Saved entries:
pub mod config;
pub mod info;
pub mod render;
pub mod scroll;

use std::path::{Path, PathBuf};

use anyhow::{bail, Context, Result};
use kurbo::Rect;
use rasterview_core::config::{PyramidConfig, ViewerConfig};
use rasterview_core::consts::AUTO_LEVEL_TILE_SIZE;
use rasterview_core::io::image_io::load_raster;
use rasterview_core::pyramid::{from_kind, PyramidModel, PyramidSource};
use rasterview_core::viewport::Viewport;
use tracing::debug;

/// Read a TOML viewer config, or fall back to defaults.
pub fn load_config(path: Option<&PathBuf>) -> Result<ViewerConfig> {
    let Some(path) = path else {
        return Ok(ViewerConfig::default());
    };
    let contents = std::fs::read_to_string(path)
        .with_context(|| format!("Failed to read config {}", path.display()))?;
    toml::from_str(&contents).context("Invalid viewer config")
}

/// Load an image and wrap it in a pyramid source built from `config`.
pub fn open_source(file: &Path, config: &PyramidConfig) -> Result<PyramidSource> {
    let raster =
        load_raster(file).with_context(|| format!("Failed to load {}", file.display()))?;
    let levels = config.levels.unwrap_or_else(|| {
        PyramidModel::auto_level_count(raster.width(), raster.height(), AUTO_LEVEL_TILE_SIZE)
    });
    debug!(
        width = raster.width(),
        height = raster.height(),
        levels,
        derivation = %config.derivation,
        "Opening pyramid source"
    );
    PyramidSource::new(raster, levels, from_kind(&config.derivation))
        .context("Failed to build pyramid")
}

/// Viewport of `width × height` showing the whole model.
pub fn fitted_viewport(width: f64, height: f64, source: &PyramidSource) -> Viewport {
    let mut viewport = Viewport::new(Rect::new(0.0, 0.0, width, height));
    viewport.zoom_all(source.model().model_bounds());
    viewport
}

/// Parse exactly `N` comma-separated numbers, e.g. `"10,20"`.
pub fn parse_floats<const N: usize>(s: &str) -> Result<[f64; N]> {
    let values = s
        .split(',')
        .map(|v| v.trim().parse::<f64>())
        .collect::<std::result::Result<Vec<_>, _>>()
        .with_context(|| format!("Invalid number list '{s}'"))?;
    match <[f64; N]>::try_from(values) {
        Ok(array) => Ok(array),
        Err(values) => bail!("Expected {N} values, got {} in '{s}'", values.len()),
    }
}
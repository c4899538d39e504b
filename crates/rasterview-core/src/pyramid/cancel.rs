use std::sync::atomic::{AtomicBool, Ordering};
use std::sync::Arc;

/// Cooperative cancellation flag shared between a pyramid source and a
/// running level derivation.
#[derive(Clone, Debug, Default)]
pub struct CancelToken {
    cancelled: Arc<AtomicBool>,
}

impl CancelToken {
    pub fn new() -> Self {
        Self::default()
    }

    pub fn cancel(&self) {
        self.cancelled.store(true, Ordering::Release);
    }

    pub fn is_cancelled(&self) -> bool {
        self.cancelled.load(Ordering::Acquire)
    }
}
use thiserror::Error;

#[derive(Error, Debug)]
pub enum RasterViewError {
    #[error("I/O error: {0}")]
    Io(#[from] std::io::Error),

    #[error("Invalid raster dimensions: {width}x{height}")]
    InvalidDimensions { width: usize, height: usize },

    #[error("Invalid pyramid: {0}")]
    InvalidPyramid(String),

    #[error("Pyramid level {level} out of range (level count: {level_count})")]
    LevelOutOfRange { level: usize, level_count: usize },

    #[error("Derivation of level {level} failed: {message}")]
    Derivation { level: usize, message: String },

    #[error("Derivation of level {level} was cancelled")]
    Cancelled { level: usize },

    #[error("Image format error: {0}")]
    ImageError(#[from] image::ImageError),
}

pub type Result<T> = std::result::Result<T, RasterViewError>;
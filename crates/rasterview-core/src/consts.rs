/// Extension of the model bounds (in view pixels) on every side, so the user
/// can scroll slightly past the data edge.
pub const MODEL_BOUNDS_EXTENSION: f64 = 10.0;

/// Maximum scrollbar value. Scroll positions are quantized into `0..=MAX`.
pub const MAX_SCROLL_VALUE: i32 = 10_000;

/// Smallest zoom factor a viewport accepts. Non-positive or NaN zoom requests
/// are clamped up to this value.
pub const MIN_ZOOM_FACTOR: f64 = 1e-9;

/// Largest zoom factor a viewport accepts.
pub const MAX_ZOOM_FACTOR: f64 = 1e9;

/// Zoom multiplier applied per mouse-wheel notch.
pub const DEFAULT_WHEEL_ZOOM_STEP: f64 = 1.1;

/// Minimum pixel count (h*w) to use row-level Rayon parallelism.
pub const PARALLEL_PIXEL_THRESHOLD: usize = 65_536;

/// Automatic level counts stop once the coarsest level fits in a tile of
/// this many pixels per side.
pub const AUTO_LEVEL_TILE_SIZE: usize = 256;

/// Default initial view width in device pixels.
pub const DEFAULT_VIEW_WIDTH: f64 = 800.0;

/// Default initial view height in device pixels.
pub const DEFAULT_VIEW_HEIGHT: f64 = 600.0;
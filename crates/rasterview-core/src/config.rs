use serde::{Deserialize, Serialize};

use crate::consts::{
    DEFAULT_VIEW_HEIGHT, DEFAULT_VIEW_WIDTH, DEFAULT_WHEEL_ZOOM_STEP, MAX_SCROLL_VALUE,
    MODEL_BOUNDS_EXTENSION,
};

/// Top-level viewer configuration.
#[derive(Clone, Debug, Default, PartialEq, Serialize, Deserialize)]
pub struct ViewerConfig {
    #[serde(default)]
    pub view: ViewConfig,
    #[serde(default)]
    pub pyramid: PyramidConfig,
    #[serde(default)]
    pub scroll: ScrollConfig,
    #[serde(default)]
    pub zoom: ZoomConfig,
}

/// Initial device-pixel size of the view surface.
#[derive(Clone, Debug, PartialEq, Serialize, Deserialize)]
pub struct ViewConfig {
    pub width: f64,
    pub height: f64,
}

impl Default for ViewConfig {
    fn default() -> Self {
        Self {
            width: DEFAULT_VIEW_WIDTH,
            height: DEFAULT_VIEW_HEIGHT,
        }
    }
}

#[derive(Clone, Debug, Default, PartialEq, Serialize, Deserialize)]
pub struct PyramidConfig {
    /// Number of levels. `None` picks enough levels for the coarsest one to
    /// fit a single tile.
    #[serde(default)]
    pub levels: Option<usize>,
    #[serde(default)]
    pub derivation: DerivationKind,
}

/// How each pyramid level is derived from the base raster.
#[derive(Clone, Debug, Default, PartialEq, Serialize, Deserialize)]
pub enum DerivationKind {
    /// Area-averaged downsampling.
    #[default]
    Downsample,
    /// Downsample, then `v * factor + offset`.
    Rescale { factor: f32, offset: f32 },
    /// Downsample, then stretch `[low, high]` linearly into `[0, 1]`.
    Stretch { low: f32, high: f32 },
    /// Every level is "no data".
    NoData,
}

impl std::fmt::Display for DerivationKind {
    fn fmt(&self, f: &mut std::fmt::Formatter<'_>) -> std::fmt::Result {
        match self {
            Self::Downsample => write!(f, "Downsample"),
            Self::Rescale { factor, offset } => {
                write!(f, "Rescale (x{factor}, {offset:+})")
            }
            Self::Stretch { low, high } => write!(f, "Stretch ({low}..{high})"),
            Self::NoData => write!(f, "No Data"),
        }
    }
}

#[derive(Clone, Debug, PartialEq, Serialize, Deserialize)]
pub struct ScrollConfig {
    /// Pixels the model bounds are extended by on every side.
    pub margin: f64,
    /// Maximum scrollbar value.
    pub max_value: i32,
}

impl Default for ScrollConfig {
    fn default() -> Self {
        Self {
            margin: MODEL_BOUNDS_EXTENSION,
            max_value: MAX_SCROLL_VALUE,
        }
    }
}

#[derive(Clone, Debug, PartialEq, Serialize, Deserialize)]
pub struct ZoomConfig {
    /// Zoom multiplier per wheel notch.
    pub wheel_step: f64,
}

impl Default for ZoomConfig {
    fn default() -> Self {
        Self {
            wheel_step: DEFAULT_WHEEL_ZOOM_STEP,
        }
    }
}
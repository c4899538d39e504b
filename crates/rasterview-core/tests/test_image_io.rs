use ndarray::array;

use rasterview_core::io::image_io::{load_raster, save_png};
use rasterview_core::raster::Raster;

#[test]
fn test_png_save_and_load() {
    let dir = tempfile::tempdir().unwrap();
    let path = dir.path().join("levels.png");
    let raster = Raster::new(array![[0.0f32, 1.0, 0.5], [f32::NAN, 2.0, -1.0]]);

    save_png(&raster, &path).unwrap();
    let loaded = load_raster(&path).unwrap();

    assert_eq!((loaded.width(), loaded.height()), (3, 2));
    assert_eq!(loaded.sample(0, 0), Some(0.0));
    assert_eq!(loaded.sample(1, 0), Some(1.0));
    // 0.5 * 255 truncates to 127
    let mid = loaded.sample(2, 0).unwrap();
    assert!((mid - 127.0 / 255.0).abs() < 1e-4);
    // no data is written as black, out-of-range values are clamped
    assert_eq!(loaded.sample(0, 1), Some(0.0));
    assert_eq!(loaded.sample(1, 1), Some(1.0));
    assert_eq!(loaded.sample(2, 1), Some(0.0));
}

#[test]
fn test_load_missing_file_fails() {
    let dir = tempfile::tempdir().unwrap();
    assert!(load_raster(&dir.path().join("missing.png")).is_err());
}
use ndarray::Array2;

/// A single-band raster.
/// Samples are f32; `NaN` marks "no data" and renders transparent.
#[derive(Clone, Debug, PartialEq)]
pub struct Raster {
    /// Sample data, row-major, shape = (height, width)
    pub data: Array2<f32>,
}

impl Raster {
    pub fn new(data: Array2<f32>) -> Self {
        Self { data }
    }

    /// A raster where every sample is "no data".
    pub fn no_data(width: usize, height: usize) -> Self {
        Self {
            data: Array2::from_elem((height, width), f32::NAN),
        }
    }

    pub fn width(&self) -> usize {
        self.data.ncols()
    }

    pub fn height(&self) -> usize {
        self.data.nrows()
    }

    /// Sample at column `x`, row `y`, or `None` outside the raster.
    pub fn sample(&self, x: usize, y: usize) -> Option<f32> {
        self.data.get([y, x]).copied()
    }

    /// True when every sample is "no data".
    pub fn is_no_data(&self) -> bool {
        self.data.iter().all(|v| v.is_nan())
    }

    /// Minimum and maximum of the valid (non-NaN) samples.
    pub fn value_range(&self) -> Option<(f32, f32)> {
        self.data
            .iter()
            .filter(|v| !v.is_nan())
            .fold(None, |acc, &v| match acc {
                None => Some((v, v)),
                Some((lo, hi)) => Some((lo.min(v), hi.max(v))),
            })
    }
}

#[cfg(test)]
mod tests {
    use super::*;

    #[test]
    fn value_range_skips_no_data() {
        let mut data = Array2::from_elem((2, 2), f32::NAN);
        data[[0, 1]] = 0.25;
        data[[1, 0]] = 0.75;
        let raster = Raster::new(data);
        assert_eq!(raster.value_range(), Some((0.25, 0.75)));
        assert!(!raster.is_no_data());
    }

    #[test]
    fn no_data_raster_has_requested_shape() {
        let raster = Raster::no_data(5, 3);
        assert_eq!(raster.width(), 5);
        assert_eq!(raster.height(), 3);
        assert!(raster.is_no_data());
        assert_eq!(raster.value_range(), None);
    }
}
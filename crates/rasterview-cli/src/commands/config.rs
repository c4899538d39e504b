use std::path::PathBuf;

use anyhow::{Context, Result};
use clap::Args;
use rasterview_core::config::ViewerConfig;

#[derive(Args)]
pub struct ConfigArgs {
    /// Write config to a file instead of stdout
    #[arg(short, long)]
    pub output: Option<PathBuf>,
}

/// Print or save the default ViewerConfig as TOML.
pub fn run(args: &ConfigArgs) -> Result<()> {
    let toml_str = toml::to_string_pretty(&ViewerConfig::default())?;

    if let Some(ref path) = args.output {
        std::fs::write(path, &toml_str)
            .with_context(|| format!("Failed to write config to {}", path.display()))?;
        println!("Default config saved to {}", path.display());
    } else {
        print!("{}", toml_str);
    }

    Ok(())
}
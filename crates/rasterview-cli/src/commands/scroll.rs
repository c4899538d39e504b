use std::path::PathBuf;

use anyhow::Result;
use clap::Args;
use rasterview_core::scroll::{ScrollAxis, ScrollController};

use super::{fitted_viewport, load_config, open_source, parse_floats};
use crate::summary::print_scroll_summary;

#[derive(Args)]
pub struct ScrollArgs {
    /// Input image file
    pub file: PathBuf,

    /// Viewer config file (TOML)
    #[arg(long)]
    pub config: Option<PathBuf>,

    /// View width in pixels (default from config)
    #[arg(long)]
    pub width: Option<f64>,

    /// View height in pixels (default from config)
    #[arg(long)]
    pub height: Option<f64>,

    /// Absolute zoom factor (view pixels per model unit)
    #[arg(long)]
    pub zoom: Option<f64>,

    /// Move the content by a view-space delta, e.g. -200,50
    #[arg(long, allow_hyphen_values = true)]
    pub pan: Option<String>,

    /// Move the horizontal scrollbar to this value
    #[arg(long)]
    pub horizontal: Option<i32>,

    /// Move the vertical scrollbar to this value
    #[arg(long)]
    pub vertical: Option<i32>,
}

pub fn run(args: &ScrollArgs) -> Result<()> {
    let config = load_config(args.config.as_ref())?;
    let source = open_source(&args.file, &config.pyramid)?;
    let model_bounds = source.model().model_bounds();

    let mut viewport = fitted_viewport(
        args.width.unwrap_or(config.view.width),
        args.height.unwrap_or(config.view.height),
        &source,
    );
    if let Some(zoom) = args.zoom {
        viewport.set_zoom_factor(zoom);
    }
    if let Some(ref pan) = args.pan {
        let [dx, dy] = parse_floats::<2>(pan)?;
        viewport.move_view_delta(dx, dy);
    }

    let mut controller = ScrollController::new(&config.scroll);
    controller.attach(&mut viewport);
    controller.update(&mut viewport, model_bounds);
    print_scroll_summary("Scrollbars", &controller, &viewport);

    if args.horizontal.is_none() && args.vertical.is_none() {
        return Ok(());
    }
    if let Some(value) = args.horizontal {
        controller.scrollbar_moved(ScrollAxis::Horizontal, value);
    }
    if let Some(value) = args.vertical {
        controller.scrollbar_moved(ScrollAxis::Vertical, value);
    }
    let update = controller.update(&mut viewport, model_bounds);
    if !update.viewport_moved {
        println!("Scrollbar input had no effect (hidden scrollbar or unchanged value)");
    }
    print_scroll_summary("After scrollbar move", &controller, &viewport);

    Ok(())
}
use std::cell::Cell;
use std::rc::Rc;

/// Which side is currently writing scroll state.
#[derive(Clone, Copy, Debug, Default, PartialEq, Eq)]
pub enum DriveState {
    #[default]
    Idle,
    /// Scrollbar values are being recomputed from the viewport.
    DrivingFromViewport,
    /// The viewport is being moved from user scrollbar input.
    DrivingFromScrollbar,
}

/// Shared re-entrancy guard. Only `Idle → Driving*` transitions are
/// allowed; the returned [`DriveToken`] restores `Idle` when dropped.
#[derive(Clone, Debug, Default)]
pub(crate) struct DriveGuard {
    state: Rc<Cell<DriveState>>,
}

impl DriveGuard {
    pub(crate) fn get(&self) -> DriveState {
        self.state.get()
    }

    /// Enter `target`. Returns `None` (and changes nothing) unless the guard
    /// is idle and `target` is a driving state.
    pub(crate) fn enter(&self, target: DriveState) -> Option<DriveToken> {
        if target == DriveState::Idle || self.state.get() != DriveState::Idle {
            return None;
        }
        self.state.set(target);
        Some(DriveToken {
            state: Rc::clone(&self.state),
        })
    }

    pub(crate) fn monitor(&self) -> DriveMonitor {
        DriveMonitor {
            state: Rc::clone(&self.state),
        }
    }
}

#[derive(Debug)]
pub(crate) struct DriveToken {
    state: Rc<Cell<DriveState>>,
}

impl Drop for DriveToken {
    fn drop(&mut self) {
        self.state.set(DriveState::Idle);
    }
}

/// Read-only view of a controller's drive state, e.g. for a viewport
/// listener that must ignore changes the scrollbars caused.
#[derive(Clone, Debug)]
pub struct DriveMonitor {
    state: Rc<Cell<DriveState>>,
}

impl DriveMonitor {
    pub fn get(&self) -> DriveState {
        self.state.get()
    }
}
use std::path::Path;

use console::Style;
use rasterview_core::pyramid::PyramidModel;
use rasterview_core::scroll::{ScrollBarState, ScrollController};
use rasterview_core::viewport::Viewport;

struct Styles {
    title: Style,
    header: Style,
    label: Style,
    value: Style,
    disabled: Style,
    path: Style,
}

impl Styles {
    fn new() -> Self {
        Self {
            title: Style::new().cyan().bold(),
            header: Style::new().cyan().bold(),
            label: Style::new().dim(),
            value: Style::new().bold().white(),
            disabled: Style::new().dim().yellow(),
            path: Style::new().underlined(),
        }
    }
}

fn print_title(s: &Styles, title: &str) {
    println!();
    println!("  {}", s.title.apply_to(title));
    println!(
        "  {}",
        s.title
            .apply_to("\u{2550}".repeat(title.chars().count()))
    );
    println!();
}

pub fn print_view_summary(file: &Path, viewport: &Viewport, model: &PyramidModel, level: usize) {
    let s = Styles::new();
    print_title(&s, "Rasterview Render");

    println!(
        "  {:<14}{}",
        s.label.apply_to("Input"),
        s.path.apply_to(file.display())
    );
    let bounds = viewport.view_bounds();
    println!(
        "  {:<14}{}",
        s.label.apply_to("View"),
        s.value
            .apply_to(format!("{}x{}", bounds.width(), bounds.height()))
    );
    println!();

    println!("  {}", s.header.apply_to("Viewport"));
    println!(
        "    {:<12}{}",
        s.label.apply_to("Zoom"),
        s.value.apply_to(format!("{:.4}", viewport.zoom_factor()))
    );
    println!(
        "    {:<12}{}",
        s.label.apply_to("Rotation"),
        s.value
            .apply_to(format!("{:.1}\u{b0}", viewport.orientation().to_degrees()))
    );
    let center = viewport.model_center();
    println!(
        "    {:<12}{}",
        s.label.apply_to("Center"),
        s.value.apply_to(format!("({:.1}, {:.1})", center.x, center.y))
    );
    println!();

    println!("  {}", s.header.apply_to("Pyramid"));
    println!(
        "    {:<12}{}",
        s.label.apply_to("Level"),
        s.value
            .apply_to(format!("{level} of {}", model.level_count()))
    );
    match viewport.visible_image_bounds(model) {
        Some(r) => println!(
            "    {:<12}{}",
            s.label.apply_to("Visible"),
            s.value.apply_to(format!(
                "({:.0}, {:.0}) .. ({:.0}, {:.0})",
                r.x0, r.y0, r.x1, r.y1
            ))
        ),
        None => println!(
            "    {:<12}{}",
            s.label.apply_to("Visible"),
            s.disabled.apply_to("nothing in view")
        ),
    }
    println!();
}

pub fn print_scroll_summary(title: &str, controller: &ScrollController, viewport: &Viewport) {
    let s = Styles::new();
    print_title(&s, title);

    let offset = viewport.model_offset();
    println!(
        "  {:<14}{}",
        s.label.apply_to("Offset"),
        s.value.apply_to(format!("({:.2}, {:.2})", offset.x, offset.y))
    );
    let sa = controller.scroll_area();
    println!(
        "  {:<14}{}",
        s.label.apply_to("Scroll area"),
        s.value.apply_to(format!(
            "({:.1}, {:.1}) .. ({:.1}, {:.1})",
            sa.x0, sa.y0, sa.x1, sa.y1
        ))
    );
    println!(
        "  {:<14}{}",
        s.label.apply_to("Increments"),
        s.value.apply_to(format!(
            "unit {}, block {}",
            controller.unit_increment(),
            controller.block_increment()
        ))
    );
    println!();

    print_bar(&s, "Horizontal", controller.horizontal());
    print_bar(&s, "Vertical", controller.vertical());
}

fn print_bar(s: &Styles, name: &str, bar: ScrollBarState) {
    if !bar.visible {
        println!(
            "  {:<14}{}",
            s.header.apply_to(name),
            s.disabled.apply_to("hidden")
        );
        println!();
        return;
    }
    println!("  {}", s.header.apply_to(name));
    println!(
        "    {:<12}{}",
        s.label.apply_to("Value"),
        s.value.apply_to(bar.value)
    );
    println!(
        "    {:<12}{}",
        s.label.apply_to("Extent"),
        s.value.apply_to(bar.extent)
    );
    println!(
        "    {:<12}{}",
        s.label.apply_to("Range"),
        s.value.apply_to(format!("{} .. {}", bar.min, bar.max))
    );
    println!();
}
//! Per-level derivation strategies.
//!
//! A [`PyramidSource`](super::PyramidSource) is constructed with one
//! strategy; it is invoked at most once per level and cache generation.

use std::sync::Arc;

use ndarray::{s, Array2};
use rayon::prelude::*;

use crate::config::DerivationKind;
use crate::consts::PARALLEL_PIXEL_THRESHOLD;
use crate::error::{RasterViewError, Result};
use crate::raster::Raster;

use super::cancel::CancelToken;
use super::model::PyramidModel;

/// Produces the raster of one pyramid level from the base (level-0) raster.
pub trait LevelDerivation: Send + Sync {
    /// Short name used in logs.
    fn name(&self) -> &str;

    /// Derive `level`. Implementations should poll `cancel` and return
    /// [`RasterViewError::Cancelled`] when it is set.
    fn derive(
        &self,
        base: &Raster,
        level: usize,
        model: &PyramidModel,
        cancel: &CancelToken,
    ) -> Result<Raster>;

    /// Custom per-level scales. `None` means `scale[n] = 2^n`.
    fn scales(&self, _width: usize, _height: usize, _level_count: usize) -> Option<Vec<f64>> {
        None
    }
}

/// Build the strategy selected in a config file.
pub fn from_kind(kind: &DerivationKind) -> Arc<dyn LevelDerivation> {
    match *kind {
        DerivationKind::Downsample => Arc::new(Downsample::default()),
        DerivationKind::Rescale { factor, offset } => Arc::new(Rescale::new(factor, offset)),
        DerivationKind::Stretch { low, high } => Arc::new(Stretch::new(low, high)),
        DerivationKind::NoData => Arc::new(NoData),
    }
}

/// Area-averaging downsampler. NaN samples are ignored; a block with no
/// valid sample stays NaN.
#[derive(Clone, Debug, Default)]
pub struct Downsample {
    custom_scales: Option<Vec<f64>>,
}

impl Downsample {
    /// Downsampler for a non-power-of-two pyramid.
    pub fn with_scales(scales: Vec<f64>) -> Self {
        Self {
            custom_scales: Some(scales),
        }
    }
}

impl LevelDerivation for Downsample {
    fn name(&self) -> &str {
        "downsample"
    }

    fn derive(
        &self,
        base: &Raster,
        level: usize,
        model: &PyramidModel,
        cancel: &CancelToken,
    ) -> Result<Raster> {
        downsample(base, level, model, cancel)
    }

    fn scales(&self, _width: usize, _height: usize, _level_count: usize) -> Option<Vec<f64>> {
        self.custom_scales.clone()
    }
}

/// Downsample, then apply `v * factor + offset` (unit / type conversion).
#[derive(Clone, Debug)]
pub struct Rescale {
    pub factor: f32,
    pub offset: f32,
}

impl Rescale {
    pub fn new(factor: f32, offset: f32) -> Self {
        Self { factor, offset }
    }
}

impl LevelDerivation for Rescale {
    fn name(&self) -> &str {
        "rescale"
    }

    fn derive(
        &self,
        base: &Raster,
        level: usize,
        model: &PyramidModel,
        cancel: &CancelToken,
    ) -> Result<Raster> {
        let (factor, offset) = (self.factor, self.offset);
        let level_raster = downsample(base, level, model, cancel)?;
        Ok(Raster::new(level_raster.data.mapv(|v| v * factor + offset)))
    }
}

/// Downsample, then stretch `[low, high]` linearly onto `[0, 1]` for display.
#[derive(Clone, Debug)]
pub struct Stretch {
    pub low: f32,
    pub high: f32,
}

impl Stretch {
    pub fn new(low: f32, high: f32) -> Self {
        Self { low, high }
    }
}

impl LevelDerivation for Stretch {
    fn name(&self) -> &str {
        "stretch"
    }

    fn derive(
        &self,
        base: &Raster,
        level: usize,
        model: &PyramidModel,
        cancel: &CancelToken,
    ) -> Result<Raster> {
        let range = self.high - self.low;
        if !(range > 0.0 && range.is_finite()) {
            return Err(RasterViewError::Derivation {
                level,
                message: format!("empty stretch range {}..{}", self.low, self.high),
            });
        }
        let low = self.low;
        let level_raster = downsample(base, level, model, cancel)?;
        Ok(Raster::new(
            level_raster
                .data
                .mapv(|v| ((v - low) / range).clamp(0.0, 1.0)),
        ))
    }
}

/// Sentinel: every level is a "no data" raster of the level's size.
#[derive(Clone, Copy, Debug, Default)]
pub struct NoData;

impl LevelDerivation for NoData {
    fn name(&self) -> &str {
        "no-data"
    }

    fn derive(
        &self,
        _base: &Raster,
        level: usize,
        model: &PyramidModel,
        _cancel: &CancelToken,
    ) -> Result<Raster> {
        let (w, h) = model.level_size(level)?;
        Ok(Raster::no_data(w, h))
    }
}

/// Adapts a closure into a [`LevelDerivation`].
pub struct FnDerivation<F> {
    name: String,
    derive: F,
}

impl<F> FnDerivation<F>
where
    F: Fn(&Raster, usize, &PyramidModel, &CancelToken) -> Result<Raster> + Send + Sync,
{
    pub fn new(name: impl Into<String>, derive: F) -> Self {
        Self {
            name: name.into(),
            derive,
        }
    }
}

impl<F> LevelDerivation for FnDerivation<F>
where
    F: Fn(&Raster, usize, &PyramidModel, &CancelToken) -> Result<Raster> + Send + Sync,
{
    fn name(&self) -> &str {
        &self.name
    }

    fn derive(
        &self,
        base: &Raster,
        level: usize,
        model: &PyramidModel,
        cancel: &CancelToken,
    ) -> Result<Raster> {
        (self.derive)(base, level, model, cancel)
    }
}

/// Area-average `base` down to the size of `level`.
pub fn downsample(
    base: &Raster,
    level: usize,
    model: &PyramidModel,
    cancel: &CancelToken,
) -> Result<Raster> {
    let (w, h) = model.level_size(level)?;
    if base.width() == 0 || base.height() == 0 {
        return Err(RasterViewError::InvalidDimensions {
            width: base.width(),
            height: base.height(),
        });
    }
    if w == base.width() && h == base.height() {
        return Ok(base.clone());
    }
    let scale = model.scale(level)?;

    let row = |r: usize| -> Option<Vec<f32>> {
        if cancel.is_cancelled() {
            return None;
        }
        let (y0, y1) = block_span(r, scale, base.height());
        Some(
            (0..w)
                .map(|c| {
                    let (x0, x1) = block_span(c, scale, base.width());
                    block_mean(&base.data, y0, y1, x0, x1)
                })
                .collect(),
        )
    };

    let rows: Option<Vec<Vec<f32>>> = if w * h >= PARALLEL_PIXEL_THRESHOLD {
        (0..h).into_par_iter().map(row).collect()
    } else {
        (0..h).map(row).collect()
    };
    let rows = rows.ok_or(RasterViewError::Cancelled { level })?;

    let flat: Vec<f32> = rows.into_iter().flatten().collect();
    let data = Array2::from_shape_vec((h, w), flat).map_err(|e| RasterViewError::Derivation {
        level,
        message: e.to_string(),
    })?;
    Ok(Raster::new(data))
}

/// Source index range covered by destination index `i` at `scale`.
fn block_span(i: usize, scale: f64, len: usize) -> (usize, usize) {
    let start = ((i as f64 * scale).floor() as usize).min(len - 1);
    let end = (((i + 1) as f64 * scale).floor() as usize).clamp(start + 1, len);
    (start, end)
}

fn block_mean(data: &Array2<f32>, y0: usize, y1: usize, x0: usize, x1: usize) -> f32 {
    let (sum, count) = data
        .slice(s![y0..y1, x0..x1])
        .iter()
        .filter(|v| !v.is_nan())
        .fold((0.0f64, 0usize), |(sum, n), &v| (sum + v as f64, n + 1));
    if count == 0 {
        f32::NAN
    } else {
        (sum / count as f64) as f32
    }
}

Instructions for the task:
Return, exactly, the lines from the first line of the records above to the line containing "f64, source: &PyramidSource)", both included.

Task output:
pub mod config;
pub mod info;
pub mod render;
pub mod scroll;

use std::path::{Path, PathBuf};

use anyhow::{bail, Context, Result};
use kurbo::Rect;
use rasterview_core::config::{PyramidConfig, ViewerConfig};
use rasterview_core::consts::AUTO_LEVEL_TILE_SIZE;
use rasterview_core::io::image_io::load_raster;
use rasterview_core::pyramid::{from_kind, PyramidModel, PyramidSource};
use rasterview_core::viewport::Viewport;
use tracing::debug;

/// Read a TOML viewer config, or fall back to defaults.
pub fn load_config(path: Option<&PathBuf>) -> Result<ViewerConfig> {
    let Some(path) = path else {
        return Ok(ViewerConfig::default());
    };
    let contents = std::fs::read_to_string(path)
        .with_context(|| format!("Failed to read config {}", path.display()))?;
    toml::from_str(&contents).context("Invalid viewer config")
}

/// Load an image and wrap it in a pyramid source built from `config`.
pub fn open_source(file: &Path, config: &PyramidConfig) -> Result<PyramidSource> {
    let raster =
        load_raster(file).with_context(|| format!("Failed to load {}", file.display()))?;
    let levels = config.levels.unwrap_or_else(|| {
        PyramidModel::auto_level_count(raster.width(), raster.height(), AUTO_LEVEL_TILE_SIZE)
    });
    debug!(
        width = raster.width(),
        height = raster.height(),
        levels,
        derivation = %config.derivation,
        "Opening pyramid source"
    );
    PyramidSource::new(raster, levels, from_kind(&config.derivation))
        .context("Failed to build pyramid")
}

/// Viewport of `width × height` showing the whole model.
pub fn fitted_viewport(width: f64, height: f64, source: &PyramidSource) -> Viewport {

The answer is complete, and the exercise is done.